Back in 1992, something really special happened up in Canada: Malhavoc put out an album that one could call “electronic” that didn’t make metalheads run screaming. It was actually totally engaging, completely freaky, and incredibly moving. It was Premeditated Murder.

Malhavoc’s first album, 1990’s The Release, was certainly good as well, and their ’92 EP Punishments rules (and legitimately scared me when I heard it as a young teenager), but with Premeditated Murder, the band (more or less the brainchild of one James Cavalluzzo) really created something special, the band tapping into—or, perhaps, creating—a totally engaging and rewarding sound that certainly had longhair appeal while managing to be totally not metal, a holdover vibe from the band’s earlier, thrashier, days (also bonus points for usually being filed right next to Malevolent Creation in our cassette collections).

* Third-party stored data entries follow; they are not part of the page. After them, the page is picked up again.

/*!
 * Pipeline orchestrator for the four-stage translation.
 *
 * The orchestrator drives one run through its stages in a fixed order:
 * 1. Draft: translate the source text
 * 2. Refine: improve fluency
 * 3. Glossary check: align terminology with the glossary
 * 4. Finalize: polish the result
 *
 * Each stage consumes the previous stage's output verbatim. The first failed
 * call aborts the run; nothing is retried and no partial output is returned.
 */

use std::fmt;
use std::future::Future;
use std::sync::Arc;
use std::time::{Duration, Instant};

use log::{debug, info, warn};
use uuid::Uuid;

use crate::app_config::Config;
use crate::errors::{ConfigError, PipelineError, ProviderError};
use crate::language_utils;
use crate::translation::client::GenerationClient;
use crate::translation::glossary::{Glossary, GlossaryAudit};
use crate::translation::request::{LanguagePair, TranslationRequest};

use super::stages::{self, Stage};

/// Configuration for the translation pipeline.
#[derive(Debug, Clone)]
pub struct PipelineConfig {
    /// Language names injected into every prompt
    pub languages: LanguagePair,

    /// Upper bound for a single generation call; `None` waits indefinitely
    pub call_timeout: Option<Duration>,

    /// Skip the glossary-check call when the glossary has no entries
    pub skip_glossary_check_when_empty: bool,
}

impl PipelineConfig {
    /// Create a new pipeline configuration.
    pub fn new(source_language: &str, target_language: &str) -> Self {
        Self {
            languages: LanguagePair::new(source_language, target_language),
            call_timeout: None,
            skip_glossary_check_when_empty: false,
        }
    }

    /// Build the pipeline configuration from the application config.
    ///
    /// Language codes are resolved to English names for the prompts.
    pub fn from_config(config: &Config) -> Result<Self, ConfigError> {
        let source = language_utils::resolve_language_name(&config.source_language)
            .map_err(|_| ConfigError::InvalidLanguage(config.source_language.clone()))?;
        let target = language_utils::resolve_language_name(&config.target_language)
            .map_err(|_| ConfigError::InvalidLanguage(config.target_language.clone()))?;

        let timeout_secs = config.translation.get_timeout_secs();

        Ok(Self::new(&source, &target)
            .with_call_timeout((timeout_secs > 0).then(|| Duration::from_secs(timeout_secs)))
            .with_skip_empty_glossary(config.translation.common.skip_glossary_check_when_empty))
    }

    /// Set the per-call timeout.
    pub fn with_call_timeout(mut self, timeout: Option<Duration>) -> Self {
        self.call_timeout = timeout;
        self
    }

    /// Enable or disable skipping the glossary check for empty glossaries.
    pub fn with_skip_empty_glossary(mut self, enabled: bool) -> Self {
        self.skip_glossary_check_when_empty = enabled;
        self
    }
}

/// Where a pipeline run currently is.
///
/// Success moves strictly forward through the stage states to `Done`; any
/// failure moves to `Failed`, which records the failing stage.
#[derive(Debug, Clone, Copy, PartialEq, Eq)]
pub enum PipelineState {
    Idle,
    Drafting,
    Refining,
    GlossaryChecking,
    Finalizing,
    Done,
    Failed(Stage),
}

impl PipelineState {
    /// State entered while `stage` is running
    pub fn running(stage: Stage) -> Self {
        match stage {
            Stage::Draft => Self::Drafting,
            Stage::Refine => Self::Refining,
            Stage::GlossaryCheck => Self::GlossaryChecking,
            Stage::Finalize => Self::Finalizing,
        }
    }

    /// Stage being run in this state, if any
    pub fn stage(self) -> Option<Stage> {
        match self {
            Self::Drafting => Some(Stage::Draft),
            Self::Refining => Some(Stage::Refine),
            Self::GlossaryChecking => Some(Stage::GlossaryCheck),
            Self::Finalizing => Some(Stage::Finalize),
            Self::Idle | Self::Done | Self::Failed(_) => None,
        }
    }

    /// Whether the run has ended
    pub fn is_terminal(self) -> bool {
        matches!(self, Self::Done | Self::Failed(_))
    }
}

impl fmt::Display for PipelineState {
    fn fmt(&self, f: &mut fmt::Formatter<'_>) -> fmt::Result {
        match self {
            Self::Idle => f.write_str("idle"),
            Self::Drafting => f.write_str("drafting"),
            Self::Refining => f.write_str("refining"),
            Self::GlossaryChecking => f.write_str("checking glossary"),
            Self::Finalizing => f.write_str("finalizing"),
            Self::Done => f.write_str("done"),
            Self::Failed(stage) => write!(f, "failed at {}", stage),
        }
    }
}

/// Progress information during pipeline execution.
#[derive(Debug, Clone)]
pub struct PipelineProgress {
    /// Identifier of the run
    pub run_id: Uuid,

    /// State just entered
    pub state: PipelineState,

    /// Stages completed so far (skipped stages count as completed)
    pub completed_stages: usize,

    /// Time since the run started
    pub elapsed: Duration,
}

impl PipelineProgress {
    /// Current status message
    pub fn status(&self) -> String {
        match self.state.stage() {
            Some(stage) => format!("Stage {}/{}: {}", stage.number(), Stage::ALL.len(), self.state),
            None => self.state.to_string(),
        }
    }
}

/// Progress callback invoked on every state change
pub type ProgressCallback = Box<dyn Fn(&PipelineProgress) + Send + Sync>;

/// Timing of one completed stage
#[derive(Debug, Clone)]
pub struct StageTiming {
    pub stage: Stage,
    pub duration: Duration,
    /// Characters in the stage's output
    pub output_chars: usize,
}

/// Result of a successful pipeline run.
#[derive(Debug, Clone)]
pub struct PipelineReport {
    /// Identifier of the run, also present in log lines
    pub run_id: Uuid,

    /// Output of the finalize stage, unmodified
    pub translated_text: String,

    /// Timings of the stages that issued a call, in order
    pub stage_timings: Vec<StageTiming>,

    /// Stages that were skipped by configuration
    pub skipped_stages: Vec<Stage>,

    /// Generation calls issued
    pub generation_calls: usize,

    /// Glossary terms applicable to the source but absent from the result
    pub glossary_audit: GlossaryAudit,

    /// Total duration of pipeline execution
    pub duration: Duration,
}

impl PipelineReport {
    /// Get a summary of the pipeline result.
    pub fn summary(&self) -> String {
        let mut parts = Vec::new();

        parts.push(format!("Duration: {:.2}s", self.duration.as_secs_f32()));
        parts.push(format!("Calls: {}", self.generation_calls));

        for timing in &self.stage_timings {
            parts.push(format!("{}: {:.2}s", timing.stage, timing.duration.as_secs_f32()));
        }
        for stage in &self.skipped_stages {
            parts.push(format!("{}: skipped", stage));
        }

        if self.glossary_audit.applicable > 0 {
            parts.push(format!(
                "Glossary: {}/{} terms applied",
                self.glossary_audit.applicable - self.glossary_audit.missing.len(),
                self.glossary_audit.applicable
            ));
        }

        parts.join(" | ")
    }
}

/// Bookkeeping for one run
struct RunTracker {
    run_id: Uuid,
    started: Instant,
    state: PipelineState,
    completed: usize,
    calls: usize,
    timings: Vec<StageTiming>,
    skipped: Vec<Stage>,
}

impl RunTracker {
    fn new() -> Self {
        Self {
            run_id: Uuid::new_v4(),
            started: Instant::now(),
            state: PipelineState::Idle,
            completed: 0,
            calls: 0,
            timings: Vec::with_capacity(Stage::ALL.len()),
            skipped: Vec::new(),
        }
    }

    fn progress(&self) -> PipelineProgress {
        PipelineProgress {
            run_id: self.run_id,
            state: self.state,
            completed_stages: self.completed,
            elapsed: self.started.elapsed(),
        }
    }
}

/// The main translation pipeline orchestrator.
///
/// A pipeline holds no per-run state; concurrent runs on the same instance
/// are independent.
pub struct TranslationPipeline {
    client: Arc<dyn GenerationClient>,
    config: PipelineConfig,
    progress_callback: Option<ProgressCallback>,
}

impl TranslationPipeline {
    /// Create a new pipeline with the given client and configuration.
    pub fn new(client: Arc<dyn GenerationClient>, config: PipelineConfig) -> Self {
        Self {
            client,
            config,
            progress_callback: None,
        }
    }

    /// Create a pipeline with default configuration for the given languages.
    pub fn for_languages(client: Arc<dyn GenerationClient>, source_language: &str, target_language: &str) -> Self {
        Self::new(client, PipelineConfig::new(source_language, target_language))
    }

    /// Register a callback for state changes.
    pub fn with_progress(mut self, callback: ProgressCallback) -> Self {
        self.progress_callback = Some(callback);
        self
    }

    /// Pipeline configuration
    pub fn config(&self) -> &PipelineConfig {
        &self.config
    }

    /// Translate `source_text`, enforcing `glossary` in the glossary-check stage.
    ///
    /// Returns the finalize stage's output exactly as generated. The caller is
    /// responsible for rejecting empty text beforehand (see `TranslationRequest`).
    pub async fn translate(&self, source_text: &str, glossary: &Glossary) -> Result<String, PipelineError> {
        self.execute(source_text, glossary)
            .await
            .map(|report| report.translated_text)
    }

    /// Translate a validated request and report on the run.
    pub async fn run(&self, request: &TranslationRequest) -> Result<PipelineReport, PipelineError> {
        self.execute(request.source_text(), request.glossary()).await
    }

    async fn execute(&self, source_text: &str, glossary: &Glossary) -> Result<PipelineReport, PipelineError> {
        let mut tracker = RunTracker::new();
        let client = self.client.as_ref();
        let languages = &self.config.languages;

        info!(
            "Run {}: translating {} characters from {} to {} with {} ({} glossary entries)",
            tracker.run_id,
            source_text.chars().count(),
            languages.source,
            languages.target,
            client.describe(),
            glossary.len()
        );

        let draft = self
            .run_stage(&mut tracker, Stage::Draft, stages::draft(client, languages, source_text))
            .await?;

        let refined = self
            .run_stage(&mut tracker, Stage::Refine, stages::refine(client, languages, &draft))
            .await?;

        let proofread = if glossary.is_empty() && self.config.skip_glossary_check_when_empty {
            self.skip_stage(&mut tracker, Stage::GlossaryCheck);
            refined
        } else {
            self.run_stage(
                &mut tracker,
                Stage::GlossaryCheck,
                stages::glossary_check(client, languages, &refined, glossary),
            )
            .await?
        };

        let translated_text = self
            .run_stage(&mut tracker, Stage::Finalize, stages::finalize(client, languages, &proofread))
            .await?;

        let glossary_audit = glossary.audit(source_text, &translated_text);
        for entry in &glossary_audit.missing {
            warn!(
                "Run {}: glossary term '{}' should appear as '{}' but is missing from the translation",
                tracker.run_id, entry.source_term, entry.target_term
            );
        }

        let report = PipelineReport {
            run_id: tracker.run_id,
            translated_text,
            stage_timings: tracker.timings,
            skipped_stages: tracker.skipped,
            generation_calls: tracker.calls,
            glossary_audit,
            duration: tracker.started.elapsed(),
        };
        info!("Run {} complete: {}", report.run_id, report.summary());

        Ok(report)
    }

    /// Issue one stage call, bounded by the per-call timeout
    async fn run_stage<F>(&self, tracker: &mut RunTracker, stage: Stage, call: F) -> Result<String, PipelineError>
    where
        F: Future<Output = Result<String, ProviderError>>,
    {
        self.transition(tracker, PipelineState::running(stage));
        tracker.calls += 1;
        let started = Instant::now();

        let result = match self.config.call_timeout {
            Some(limit) => match tokio::time::timeout(limit, call).await {
                Ok(result) => result,
                Err(_) => Err(ProviderError::Timeout(limit)),
            },
            None => call.await,
        };

        match result {
            Ok(text) => {
                let duration = started.elapsed();
                debug!(
                    "Run {}: stage {} produced {} characters in {:.2}s",
                    tracker.run_id,
                    stage,
                    text.chars().count(),
                    duration.as_secs_f32()
                );
                tracker.timings.push(StageTiming {
                    stage,
                    duration,
                    output_chars: text.chars().count(),
                });
                tracker.completed += 1;
                if stage == Stage::Finalize {
                    self.transition(tracker, PipelineState::Done);
                }
                Ok(text)
            }
            Err(source) => {
                debug!("Run {}: stage {} failed: {}", tracker.run_id, stage, source);
                self.transition(tracker, PipelineState::Failed(stage));
                Err(PipelineError::Generation { stage, source })
            }
        }
    }

    fn skip_stage(&self, tracker: &mut RunTracker, stage: Stage) {
        info!("Run {}: glossary is empty, skipping stage {}", tracker.run_id, stage);
        self.transition(tracker, PipelineState::running(stage));
        tracker.skipped.push(stage);
        tracker.completed += 1;
    }

    fn transition(&self, tracker: &mut RunTracker, next: PipelineState) {
        // Done and Failed are final
        if tracker.state.is_terminal() {
            return;
        }
        debug!("Run {}: {} -> {}", tracker.run_id, tracker.state, next);
        tracker.state = next;
        if let Some(ref callback) = self.progress_callback {
            callback(&tracker.progress());
        }
    }
}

Opener “Premeditated Murder Theme” set the tone well, the band taking of-the-era pop culture sounds (a loop from “It Takes Two”) and sludging them up a bit, then adding in their own sounds, which were like industrial if industrial wasn’t always so embarrassing. The song is more of a warning than a song, and it’s a great way to start the album (the use of the samples also scared off some American distributors, preventing this song from being released in the USA). It leads into “Languish,” which showcased the band’s ability to add melody in to their driving industrial metallic rock, three words which together are usually a huge red flag, but here equate excellence.

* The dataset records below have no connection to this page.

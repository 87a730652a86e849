/*!
 * User-supplied terminology glossary.
 *
 * A glossary maps source-language terms to the target-language terms the
 * translation must use. It is built from two-column tabular input (first
 * column = source terms, second column = target terms) and is read-only once
 * handed to a pipeline run.
 *
 * Supported sources:
 * - In-memory rows (`Glossary::from_rows`)
 * - Spreadsheets: xlsx, xlsm, xlsb, xls, ods (first worksheet)
 * - Delimited text: csv, tsv
 *
 * File sources treat their first row as a column header.
 */

use regex::Regex;
use std::collections::HashMap;
use std::path::Path;

use crate::errors::GlossaryError;

/// One source term and the target term it must be rendered as
#[derive(Debug, Clone, PartialEq, Eq)]
pub struct GlossaryEntry {
    /// Term as it appears in the source language
    pub source_term: String,
    /// Required rendering in the target language
    pub target_term: String,
}

/// Ordered source-term -> target-term mapping.
///
/// Keys are unique and case-sensitive. Inserting an existing source term
/// replaces its target in place: the last write wins, the entry keeps the
/// position of its first occurrence.
#[derive(Debug, Clone, Default, PartialEq, Eq)]
pub struct Glossary {
    entries: Vec<GlossaryEntry>,
    index: HashMap<String, usize>,
}

impl Glossary {
    /// Create an empty glossary
    pub fn new() -> Self {
        Self::default()
    }

    /// Build a glossary from data rows; each row is `[source, target, ..]`.
    ///
    /// Rows with a blank source or target cell are skipped; extra cells are ignored.
    pub fn from_rows<R, S>(rows: impl IntoIterator<Item = R>) -> Self
    where
        R: AsRef<[S]>,
        S: AsRef<str>,
    {
        let mut glossary = Self::new();
        for (row_number, row) in rows.into_iter().enumerate() {
            let cells = row.as_ref();
            let source = cells.first().map(|c| c.as_ref().trim()).unwrap_or_default();
            let target = cells.get(1).map(|c| c.as_ref().trim()).unwrap_or_default();

            if source.is_empty() || target.is_empty() {
                log::debug!("Skipping incomplete glossary row {}", row_number + 1);
                continue;
            }
            glossary.insert(source, target);
        }
        glossary
    }

    /// Insert or replace a term; returns the previous target term, if any
    pub fn insert(&mut self, source_term: impl Into<String>, target_term: impl Into<String>) -> Option<String> {
        let source_term = source_term.into();
        let target_term = target_term.into();

        match self.index.get(&source_term) {
            Some(&position) => Some(std::mem::replace(&mut self.entries[position].target_term, target_term)),
            None => {
                self.index.insert(source_term.clone(), self.entries.len());
                self.entries.push(GlossaryEntry { source_term, target_term });
                None
            }
        }
    }

    /// Target term for `source_term`
    pub fn get(&self, source_term: &str) -> Option<&str> {
        self.index.get(source_term).map(|&i| self.entries[i].target_term.as_str())
    }

    /// Number of entries
    pub fn len(&self) -> usize {
        self.entries.len()
    }

    /// Whether the glossary has no entries
    pub fn is_empty(&self) -> bool {
        self.entries.is_empty()
    }

    /// Entries in insertion order
    pub fn iter(&self) -> impl Iterator<Item = &GlossaryEntry> {
        self.entries.iter()
    }

    /// One `source_term: target_term` line per entry, in insertion order
    pub fn to_prompt_lines(&self) -> String {
        self.entries
            .iter()
            .map(|e| format!("{}: {}", e.source_term, e.target_term))
            .collect::<Vec<_>>()
            .join("\n")
    }

    /// Two-column preview table of at most `limit` entries
    pub fn preview(&self, limit: usize) -> String {
        let width = self.entries.iter()
            .take(limit)
            .map(|e| e.source_term.chars().count())
            .max()
            .unwrap_or(0)
            .max("Source".len());

        let mut lines = vec![
            format!("{:<width$} | Target", "Source", width = width),
            format!("{}-+-{}", "-".repeat(width), "-".repeat(6)),
        ];
        for entry in self.entries.iter().take(limit) {
            lines.push(format!("{:<width$} | {}", entry.source_term, entry.target_term, width = width));
        }
        if self.entries.len() > limit {
            lines.push(format!("... and {} more", self.entries.len() - limit));
        }
        lines.join("\n")
    }

    /// Check which applicable glossary terms did not make it into the translation.
    ///
    /// An entry applies when its source term occurs in `source_text` as a whole
    /// word. This never changes the translation; glossary enforcement in the
    /// pipeline is advisory.
    pub fn audit(&self, source_text: &str, translated_text: &str) -> GlossaryAudit {
        let mut audit = GlossaryAudit::default();

        for entry in &self.entries {
            if !contains_term(source_text, &entry.source_term) {
                continue;
            }
            audit.applicable += 1;
            if !translated_text.contains(&entry.target_term) {
                audit.missing.push(entry.clone());
            }
        }

        audit
    }
}

impl<K: Into<String>, V: Into<String>> FromIterator<(K, V)> for Glossary {
    fn from_iter<I: IntoIterator<Item = (K, V)>>(iter: I) -> Self {
        let mut glossary = Self::new();
        for (source, target) in iter {
            glossary.insert(source, target);
        }
        glossary
    }
}

/// Result of checking a translation against the glossary
#[derive(Debug, Clone, Default, PartialEq, Eq)]
pub struct GlossaryAudit {
    /// Entries whose source term occurs in the source text
    pub applicable: usize,
    /// Applicable entries whose target term is absent from the translation
    pub missing: Vec<GlossaryEntry>,
}

impl GlossaryAudit {
    /// Whether every applicable target term is present
    pub fn is_satisfied(&self) -> bool {
        self.missing.is_empty()
    }
}

fn contains_term(text: &str, term: &str) -> bool {
    let is_word = |c: Option<char>| c.is_some_and(|c| c.is_alphanumeric() || c == '_');
    let mut pattern = regex::escape(term);
    if is_word(term.chars().next()) {
        pattern = format!(r"\b{}", pattern);
    }
    if is_word(term.chars().last()) {
        pattern = format!(r"{}\b", pattern);
    }

    match Regex::new(&pattern) {
        Ok(re) => re.is_match(text),
        Err(_) => text.contains(term),
    }
}

/// Load a glossary file, dispatching on its extension
pub fn load_glossary(path: &Path) -> Result<Glossary, GlossaryError> {
    let extension = path
        .extension()
        .and_then(|e| e.to_str())
        .map(|e| e.to_ascii_lowercase())
        .unwrap_or_default();

    let rows = match extension.as_str() {
        "xlsx" | "xlsm" | "xlsb" | "xls" | "ods" => read_spreadsheet_rows(path)?,
        "csv" => read_delimited_rows(path, b',')?,
        "tsv" | "tab" => read_delimited_rows(path, b'\t')?,
        other => return Err(GlossaryError::UnsupportedFormat(other.to_string())),
    };

    let glossary = glossary_from_table(rows)?;
    log::debug!("Loaded {} glossary entries from {}", glossary.len(), path.display());
    Ok(glossary)
}

/// Load a glossary file, degrading to an empty glossary on any error.
///
/// The error is handed back so the caller can surface it as a notice.
pub fn load_glossary_lenient(path: &Path) -> (Glossary, Option<GlossaryError>) {
    match load_glossary(path) {
        Ok(glossary) => (glossary, None),
        Err(e) => {
            log::warn!("Continuing without glossary: {}", e);
            (Glossary::new(), Some(e))
        }
    }
}

/// Header row first, then data rows
fn glossary_from_table(rows: Vec<Vec<String>>) -> Result<Glossary, GlossaryError> {
    let width = rows.iter().map(Vec::len).max().unwrap_or(0);
    if !rows.is_empty() && width < 2 {
        return Err(GlossaryError::MissingColumns(width));
    }

    Ok(Glossary::from_rows(rows.into_iter().skip(1)))
}

fn read_spreadsheet_rows(path: &Path) -> Result<Vec<Vec<String>>, GlossaryError> {
    use calamine::{open_workbook_auto, Data, Reader};

    let unreadable = |message: String| GlossaryError::Unreadable {
        path: path.display().to_string(),
        message,
    };

    let mut workbook = open_workbook_auto(path).map_err(|e| unreadable(e.to_string()))?;
    let sheet_name = workbook
        .sheet_names()
        .first()
        .cloned()
        .ok_or(GlossaryError::NoWorksheet)?;
    let range = workbook
        .worksheet_range(&sheet_name)
        .map_err(|e| unreadable(e.to_string()))?;

    let rows = range
        .rows()
        .map(|row| {
            row.iter()
                .map(|cell| match cell {
                    Data::Empty => String::new(),
                    Data::String(s) => s.clone(),
                    other => other.to_string(),
                })
                .collect()
        })
        .collect();

    Ok(rows)
}

fn read_delimited_rows(path: &Path, delimiter: u8) -> Result<Vec<Vec<String>>, GlossaryError> {
    let mut reader = csv::ReaderBuilder::new()
        .has_headers(false)
        .flexible(true)
        .delimiter(delimiter)
        .from_path(path)
        .map_err(|e| GlossaryError::Unreadable {
            path: path.display().to_string(),
            message: e.to_string(),
        })?;

    let mut rows = Vec::new();
    for (i, record) in reader.records().enumerate() {
        let record = record.map_err(|e| GlossaryError::MalformedRow {
            row: i + 1,
            message: e.to_string(),
        })?;
        rows.push(record.iter().map(str::to_string).collect());
    }

    Ok(rows)
}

Next up is “Solitude,” which has long been my favorite song on this album, the band managing to create a very evocative sound out of a lot of elements that don’t generally bleed emotion; although I never really found music like this again (although maybe it’s out there; my explorations into electronic-based music haven’t gone far, admittedly), Malhavoc certainly opened my eyes to a whole other style of music with songs like this great track.

“Crusade” is catchy as hell, “Conspiracy” would be cheesy in the hands of lesser talents but Malhavoc make it rule, and “The L.O.C. (Loss of Control)” is frantic techno/industrial/metal, which sounds horrid on paper, but fused with Malhavoc’s sinister and twisted atmosphere, it’s awesome. I love how things just fall apart at the seams as the song nears its conclusion, which fed into this idea as Malhavoc as an explosive and fragile entity.

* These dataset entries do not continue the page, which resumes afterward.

use std::time::Duration;
use async_trait::async_trait;
use serde::{Serialize, Deserialize};
use reqwest::Client;

use crate::errors::ProviderError;
use crate::providers::{Provider, send_json};

const ANTHROPIC_VERSION: &str = "2023-06-01";

/// Anthropic client for interacting with Anthropic API
#[derive(Debug)]
pub struct Anthropic {
    /// HTTP client for API requests
    client: Client,
    /// API key for authentication
    api_key: String,
    /// API endpoint URL (optional, defaults to public API)
    endpoint: String,
    /// Per-request timeout in seconds
    timeout_secs: u64,
}

/// Anthropic message request
#[derive(Debug, Serialize)]
pub struct AnthropicRequest {
    /// The model to use
    model: String,

    /// The messages for the conversation
    messages: Vec<AnthropicMessage>,

    /// System prompt to guide the AI
    #[serde(skip_serializing_if = "Option::is_none")]
    system: Option<String>,

    /// Temperature for generation
    #[serde(skip_serializing_if = "Option::is_none")]
    temperature: Option<f32>,

    /// Maximum number of tokens to generate
    max_tokens: u32,
}

/// Anthropic message format
#[derive(Debug, Serialize, Deserialize)]
pub struct AnthropicMessage {
    /// Role of the message sender (user, assistant)
    pub role: String,

    /// Content of the message
    pub content: String,
}

/// Token usage information
#[derive(Debug, Deserialize)]
pub struct TokenUsage {
    /// Number of input tokens
    pub input_tokens: u32,
    /// Number of output tokens
    pub output_tokens: u32,
}

/// Anthropic response
#[derive(Debug, Deserialize)]
pub struct AnthropicResponse {
    /// The content of the response
    pub content: Vec<AnthropicContent>,
    /// Token usage information
    pub usage: TokenUsage,
}

/// Individual content block in an Anthropic response
#[derive(Debug, Deserialize)]
pub struct AnthropicContent {
    /// The type of content
    #[serde(rename = "type")]
    pub content_type: String,

    /// The actual text content
    #[serde(default)]
    pub text: String,
}

impl Default for AnthropicRequest {
    fn default() -> Self {
        Self {
            model: String::new(),
            messages: Vec::new(),
            system: None,
            temperature: None,
            max_tokens: 4096,
        }
    }
}

impl AnthropicRequest {
    /// Create a new Anthropic request
    pub fn new(model: impl Into<String>, max_tokens: u32) -> Self {
        Self {
            model: model.into(),
            max_tokens,
            ..Default::default()
        }
    }

    /// Add a message to the request
    pub fn add_message(mut self, role: impl Into<String>, content: impl Into<String>) -> Self {
        self.messages.push(AnthropicMessage {
            role: role.into(),
            content: content.into(),
        });
        self
    }

    /// Set the system prompt
    pub fn system(mut self, system: impl Into<String>) -> Self {
        self.system = Some(system.into());
        self
    }

    /// Set the temperature
    pub fn temperature(mut self, temperature: f32) -> Self {
        self.temperature = Some(temperature);
        self
    }
}

impl Anthropic {
    /// Create a new Anthropic client
    pub fn new(api_key: impl Into<String>, endpoint: impl Into<String>, timeout_secs: u64) -> Self {
        Self {
            client: Client::builder()
                .timeout(Duration::from_secs(timeout_secs))
                .build()
                .unwrap_or_default(),
            api_key: api_key.into(),
            endpoint: endpoint.into(),
            timeout_secs,
        }
    }

    fn api_url(&self, path: &str) -> String {
        if self.endpoint.is_empty() {
            format!("https://api.anthropic.com/v1/{}", path)
        } else {
            format!("{}/v1/{}", self.endpoint.trim_end_matches('/'), path)
        }
    }

    fn authorized(&self, builder: reqwest::RequestBuilder) -> reqwest::RequestBuilder {
        builder
            .header("x-api-key", &self.api_key)
            .header("anthropic-version", ANTHROPIC_VERSION)
    }
}

#[async_trait]
impl Provider for Anthropic {
    type Request = AnthropicRequest;
    type Response = AnthropicResponse;

    async fn complete(&self, request: Self::Request) -> Result<Self::Response, ProviderError> {
        let builder = self.authorized(self.client.post(self.api_url("messages")))
            .json(&request);

        send_json(builder, "Anthropic", self.timeout_secs).await
    }

    async fn test_connection(&self) -> Result<(), ProviderError> {
        let builder = self.authorized(self.client.get(self.api_url("models")));
        send_json::<serde_json::Value>(builder, "Anthropic", self.timeout_secs).await?;
        Ok(())
    }

    /// Concatenates every text block, skipping non-text content
    fn extract_text(response: &Self::Response) -> String {
        response.content.iter()
            .filter(|c| c.content_type == "text")
            .map(|c| c.text.as_str())
            .collect()
    }
}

“Kill (Dislocated)” is next, with its jarring intro and relentless forward momentum, the band taking the listener and forcing them through this onslaught of an album with a cool and heavy, and disorienting, track. Big metalhead appeal here. Then there’s “Dead”:

Here, the band suddenly channels their inner death metal fanatics and lays down the album’s most raging song, one that matches the cover art, which features the black hole so popular with cavernous DM bands of the modern era. And that Zep/Stones sample mashup that suddenly comes in at 1:24? Brilliant. Through in some blastbeats and you’ve got the album’s most extreme track, and it rules. Then “Extro” ends off the new stuff on Premeditated Murder with an outro that’s actually pretty effective, dramatic, and enjoyable to listen to.

The fun’s not over yet, though, as there’s a song from 1985 (“Beginning the End”) as well as four from 1987 (including a cool, jarring remix of “The L.O.C.”) to keep the fun going. All good tracks and actually pound for pound even more metallic than the Premeditated Murder songs (and “Masque of the Red Death” rules), although by the time “Extro” ends off, that alone is enough to make the listener realize that, wow, that was quite a journey that Malhavoc just took us on, one that bent minds in 1992 and is still capable of doing serious damage today, even to those already permanently scarred from a life of extreme metal.